Finder (1996-present), by Carla Speed McNeil
With her webcomic Finder, Carla Speed McNeil introduced us to the remarkable world of her wandering protagonist, Jaeger. In the first volume of the series, Jaeger becomes involved with a family trying desperately to recover after escaping a psychologically abusive father. Although McNeil chooses a science fiction setting for her series, her characters are all too human in their depth and complexity, and the series itself explores important issues about family, identity, and the self. The series has garnered no small amount of critical praise across the various volumes that have been published in web and print form over the course of the last two decades. Finder is, when all is said and done, a superlative achievement.
Transmetropolitan, Volume 1 (1997), by Warren Ellis and Darcik Robertson
The brainchild of the irrepressible Warren Ellis, Transmetropoltian, Volume 1: Back on the Street tells the story of Spider Jerusalem, an investigative reporter living in the 23rd century who returns from his self-imposed exile to a civilization whose corruption and degradation drove him away in the first place. Now, as a reporter for The Word, Jerusalem sees it as his mission to confront the injustices of his society in the way only he can. As a post cyberpunk comic, Transmetropolitan speaks volumes about how Ellis sees our ultimate salvation not in the hands of costumed heroes with superhuman powers, but resting with the common man willing to stand against the forces of corruption.
Persepolis (2004), by Marjane Satrapi
Educators who have taught a graphic novel at the high school level that was not Art Spiegelman's Maus have likely taught Persepolis, the compelling graphic narrative by Marjane Satrapi that chronicles her life in Iran at the time of the 1979 revolution. With her we see the revolution through the eyes of a child who must very quickly grow up, confronted as she is with the terrifying events that shaped the country she loved so much. What is so profound in Persepolis, however, are the important things it has to say about family, and about how it can be the only thing to hold onto when the rest of the world is going crazy. Satrapi's use of the symbolic is an especial strength of the narrative, as is her understanding of the limitless potential of the visual in telling such a story.
Building Stories (2012), by Chris Ware
Hands down the best graphic novel of 2012 and arguably the best novel of 2012, Chris Ware's Building Stories is in some ways difficult to fathom.
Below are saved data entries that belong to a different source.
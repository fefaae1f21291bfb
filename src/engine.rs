//! Case execution.
//!
//! # Lifecycle
//!
//! A case moves through `Created → Running → {Passed, Failed, Errored}`:
//!
//! 1. **Created**: a fixture is built around a fresh device.
//! 2. **Running**: the body runs; panics are caught. Deferred expectations
//!    are then flushed so every validation check resolves before the
//!    outcome is decided.
//! 3. **Teardown** always runs once the body has finished, whatever its
//!    result: the fixture's own hook, then release of tracked resources,
//!    collection of uncaptured device errors and the error-scope balance
//!    check.
//!
//! # Classification
//!
//! A body error (including a collaborator timeout or a panic) wins over
//! recorded failures, which win over a teardown error. Failures recorded
//! before a body error are kept in the diagnostics. A teardown error only
//! changes the outcome of an otherwise passing case; otherwise it is kept in
//! the diagnostics.

use std::any::Any;
use std::fmt;
use std::panic::{self, AssertUnwindSafe};
use std::time::Instant;

use futures_lite::FutureExt;
use serde::Serialize;
use tracing::{debug, info_span, warn};

use crate::device::{Device, DeviceProvider, LocalBoxFuture};
use crate::fixture::{AssertionFailure, Fixture, FixtureContext};
use crate::params::{ExpansionFailure, ParamBinding};
use crate::query::CaseQuery;
use crate::registry::{CaseEntry, Suite, TestCase};
use crate::report::{CaseRecord, Reporter, RunSummary};
use crate::CtsError;

// ============================================================================
// OUTCOMES
// ============================================================================

/// Lifecycle states of one case.
#[derive(Debug, Clone, Copy, PartialEq, Eq)]
pub enum CaseState {
    Created,
    Running,
    Passed,
    Failed,
    Errored,
}

/// Why a case errored.
#[derive(Debug, Clone, Copy, PartialEq, Eq, Serialize)]
#[serde(rename_all = "snake_case")]
pub enum CaseErrorKind {
    /// Device acquisition or fixture construction failed.
    Setup,
    /// The parameter expansion failed for this branch.
    Expansion,
    /// The body returned an error.
    Body,
    Panic,
    /// The device collaborator gave up on a suspension point.
    Timeout,
    Teardown,
}

impl fmt::Display for CaseErrorKind {
    fn fmt(&self, f: &mut fmt::Formatter<'_>) -> fmt::Result {
        let name = match self {
            CaseErrorKind::Setup => "setup",
            CaseErrorKind::Expansion => "expansion",
            CaseErrorKind::Body => "body",
            CaseErrorKind::Panic => "panic",
            CaseErrorKind::Timeout => "timeout",
            CaseErrorKind::Teardown => "teardown",
        };
        f.write_str(name)
    }
}

#[derive(Debug, Clone, PartialEq, Eq, Serialize)]
pub struct CaseError {
    pub kind: CaseErrorKind,
    pub message: String,
}

impl CaseError {
    pub fn new(kind: CaseErrorKind, message: impl Into<String>) -> Self {
        Self {
            kind,
            message: message.into(),
        }
    }

    /// Classifies an error returned by a body or by the expectation queue.
    pub fn from_body(error: &CtsError) -> Self {
        let kind = if error.is_timeout() {
            CaseErrorKind::Timeout
        } else {
            CaseErrorKind::Body
        };
        Self::new(kind, error.to_string())
    }

    pub fn from_expansion(failure: &ExpansionFailure) -> Self {
        Self::new(CaseErrorKind::Expansion, failure.to_string())
    }

    fn from_panic(payload: Box<dyn Any + Send>) -> Self {
        let message = payload
            .downcast_ref::<&str>()
            .map(|s| s.to_string())
            .or_else(|| payload.downcast_ref::<String>().cloned())
            .unwrap_or_else(|| "non-string panic payload".to_string());
        Self::new(CaseErrorKind::Panic, format!("test body panicked: {message}"))
    }
}

impl fmt::Display for CaseError {
    fn fmt(&self, f: &mut fmt::Formatter<'_>) -> fmt::Result {
        write!(f, "{} error: {}", self.kind, self.message)
    }
}

#[derive(Debug, Clone, PartialEq, Eq, Serialize)]
#[serde(tag = "status", rename_all = "snake_case")]
pub enum Outcome {
    Pass,
    Fail { failures: Vec<AssertionFailure> },
    Error { error: CaseError },
}

impl Outcome {
    pub fn state(&self) -> CaseState {
        match self {
            Outcome::Pass => CaseState::Passed,
            Outcome::Fail { .. } => CaseState::Failed,
            Outcome::Error { .. } => CaseState::Errored,
        }
    }
}

/// The outcome of one case plus anything worth showing alongside it.
#[derive(Debug, Clone, PartialEq, Eq, Serialize)]
pub struct CaseResult {
    pub outcome: Outcome,
    pub diagnostics: Vec<String>,
}

impl CaseResult {
    pub fn errored(error: CaseError) -> Self {
        Self {
            outcome: Outcome::Error { error },
            diagnostics: Vec::new(),
        }
    }
}

// ============================================================================
// SINGLE CASE
// ============================================================================

/// Runs one (test, binding) pair to completion on `device`.
pub async fn execute_case<F: Fixture>(
    case: &TestCase<F>,
    params: &ParamBinding,
    device: Box<dyn Device>,
) -> CaseResult {
    let mut fixture = match F::init(FixtureContext::new(device)) {
        Ok(fixture) => fixture,
        Err(error) => {
            return CaseResult::errored(CaseError::new(CaseErrorKind::Setup, error.to_string()))
        }
    };
    debug!(state = ?CaseState::Running, "case started");

    let body = guarded(&mut fixture, |fixture| (case.body)(fixture, params)).await;
    let mut error = match body {
        Ok(Ok(())) => None,
        Ok(Err(error)) => Some(CaseError::from_body(&error)),
        Err(payload) => Some(CaseError::from_panic(payload)),
    };
    if error.is_none() {
        if let Err(flush_error) = fixture.context().flush().await {
            error = Some(CaseError::from_body(&flush_error));
        }
    }

    let mut teardown_notes = Vec::new();
    let teardown_error = teardown(&mut fixture, &mut teardown_notes).await;
    let ctx = fixture.context();
    let failures = ctx.take_failures();
    let mut diagnostics = ctx.take_log();
    diagnostics.append(&mut teardown_notes);

    let outcome = match (error, teardown_error) {
        (Some(error), late) => {
            diagnostics.extend(failures.iter().map(|f| format!("assertion failed: {f}")));
            diagnostics.extend(late.map(|e| e.to_string()));
            Outcome::Error { error }
        }
        (None, late) if !failures.is_empty() => {
            diagnostics.extend(late.map(|e| e.to_string()));
            Outcome::Fail { failures }
        }
        (None, Some(error)) => Outcome::Error { error },
        (None, None) => Outcome::Pass,
    };
    debug!(state = ?outcome.state(), "case finished");
    CaseResult {
        outcome,
        diagnostics,
    }
}

/// Calls `start` and awaits the future it returns, catching a panic in
/// either step.
async fn guarded<'a, T: ?Sized>(
    target: &'a mut T,
    start: impl FnOnce(&'a mut T) -> LocalBoxFuture<'a, Result<(), CtsError>>,
) -> Result<Result<(), CtsError>, Box<dyn Any + Send>> {
    match panic::catch_unwind(AssertUnwindSafe(move || start(target))) {
        Ok(future) => AssertUnwindSafe(future).catch_unwind().await,
        Err(payload) => Err(payload),
    }
}

/// Runs the fixture hook and the context teardown. Both always run; the
/// first error is returned and later ones go to `diagnostics`.
async fn teardown<F: Fixture>(fixture: &mut F, diagnostics: &mut Vec<String>) -> Option<CaseError> {
    let hook = match guarded(&mut *fixture, |fixture| fixture.teardown()).await {
        Ok(Ok(())) => None,
        Ok(Err(error)) => Some(CaseError::new(CaseErrorKind::Teardown, error.to_string())),
        Err(payload) => {
            let panic = CaseError::from_panic(payload);
            Some(CaseError::new(CaseErrorKind::Teardown, panic.message))
        }
    };
    let finalize = fixture
        .context()
        .finalize()
        .err()
        .map(|error| CaseError::new(CaseErrorKind::Teardown, error.to_string()));

    match (hook, finalize) {
        (Some(hook), Some(finalize)) => {
            diagnostics.push(finalize.to_string());
            Some(hook)
        }
        (hook, finalize) => hook.or(finalize),
    }
}

// ============================================================================
// SUITE RUNS
// ============================================================================

/// Catalogue entries selected by `queries`; every entry when `queries` is empty.
pub fn select_cases(suite: &Suite, queries: &[CaseQuery]) -> Vec<CaseEntry> {
    suite
        .cases()
        .into_iter()
        .filter(|entry| queries.is_empty() || queries.iter().any(|q| q.matches(&entry.identity)))
        .collect()
}

/// Runs every selected case in catalogue order, one at a time, each on its
/// own device. Every case produces exactly one record.
pub fn run_suite(
    suite: &Suite,
    queries: &[CaseQuery],
    provider: &dyn DeviceProvider,
    reporter: &mut dyn Reporter,
) -> RunSummary {
    let mut summary = RunSummary::default();
    for entry in select_cases(suite, queries) {
        let span = info_span!("case", id = %entry.identity);
        let _enter = span.enter();
        let started = Instant::now();

        let result = match &entry.expansion_error {
            Some(failure) => CaseResult::errored(CaseError::from_expansion(failure)),
            None => match provider.acquire() {
                Ok(device) => pollster::block_on(suite.run_case(&entry, device)),
                Err(error) => CaseResult::errored(CaseError::new(
                    CaseErrorKind::Setup,
                    format!("could not acquire a device: {error}"),
                )),
            },
        };
        if let Outcome::Error { error } = &result.outcome {
            warn!(%error, "case errored");
        }

        let record = CaseRecord::new(entry.identity, result, started.elapsed());
        summary.record(&record.outcome);
        reporter.report(&record);
    }
    reporter.finish(&summary);
    summary
}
Developed and written over the course of ten years, the novel is comprised of a series of fourteen differently formatted, sized, and bound pieces that tell an interconnected series of stories from a Chicago three-flat occupied by a curious cast of characters. Building Stories garnered four Eisner awards on its own and was on the Top 10 book lists of most major reviews, including the New York Times, Time Magazine and Publishers Weekly.
Boxers & Saints (2013), by Gene Luen Yang
Many had Boxers & Saints on their list of the Best Graphic Novels of 2013 and with good reason. This pair of graphic novels tells the story of the Boxer Rebellion in China at the turn of the 20th century. Told from the perspective of a young person on either side of the conflict, it shows the world the immense talent of Yang, who previously impressed with American Born Chinese. In Boxers, Little Bao, a Chinese peasant boy, grows up to lead his people against the Christian influences that he sees as threatening his homeland. In Saints, Vibiana must decide whether to remain true to her Christian faith or abandon it in favour of rebellion.